Start of Input data
//! Shopfront prelude.
//!
//! Convenience exports for common library consumers.

pub use crate::{
    cart::{
        AppliedPromotion, Cart, CartError, CartLine,
        apply::{PromotionApplication, apply_promotion, apply_resolved, evaluate},
        totals::{CartTotals, VatRate, recompute_totals},
    },
    config::{ConfigError, PricingSettings, StorefrontConfig},
    discounts::{DiscountBreakdown, LineDiscount, check_eligibility, compute_discount},
    fixtures::{Fixture, FixtureError},
    products::{
        Catalog, CatalogError, CatalogProduct, CatalogSnapshot, CategoryId, InMemoryCatalog,
        ProductId, SupplierId,
    },
    promotions::{
        Promotion, PromotionDefinitionError, PromotionError, PromotionId, PromotionType,
        PromotionValue, RepositoryError,
        applicability::is_applicable,
        repository::{InMemoryPromotionRepository, PromotionRepository},
    },
    reconciliation::{
        ChangeValue, ChangedField, Reconciliation, ReconciliationChange, RemovalReason,
        RemovedItem, reconcile,
    },
    service::{ApplyReport, CartReport, CartService, PromotionRemoval, ServiceError},
    store::{CartStore, InMemoryCartStore, OwnerKey, StoreError},
};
End of Input data
[Task brief] From top to bottom, please output the material exactly.

[Response below]
//! Shopfront prelude.
//!
//! Convenience exports for common library consumers.

pub use crate::{
    cart::{
        AppliedPromotion, Cart, CartError, CartLine,
        apply::{PromotionApplication, apply_promotion, apply_resolved, evaluate},
        totals::{CartTotals, VatRate, recompute_totals},
    },
    config::{ConfigError, PricingSettings, StorefrontConfig},
    discounts::{DiscountBreakdown, LineDiscount, check_eligibility, compute_discount},
    fixtures::{Fixture, FixtureError},
    products::{
        Catalog, CatalogError, CatalogProduct, CatalogSnapshot, CategoryId, InMemoryCatalog,
        ProductId, SupplierId,
    },
    promotions::{
        Promotion, PromotionDefinitionError, PromotionError, PromotionId, PromotionType,
        PromotionValue, RepositoryError,
        applicability::is_applicable,
        repository::{InMemoryPromotionRepository, PromotionRepository},
    },
    reconciliation::{
        ChangeValue, ChangedField, Reconciliation, ReconciliationChange, RemovalReason,
        RemovedItem, reconcile,
    },
    service::{ApplyReport, CartReport, CartService, PromotionRemoval, ServiceError},
    store::{CartStore, InMemoryCartStore, OwnerKey, StoreError},
};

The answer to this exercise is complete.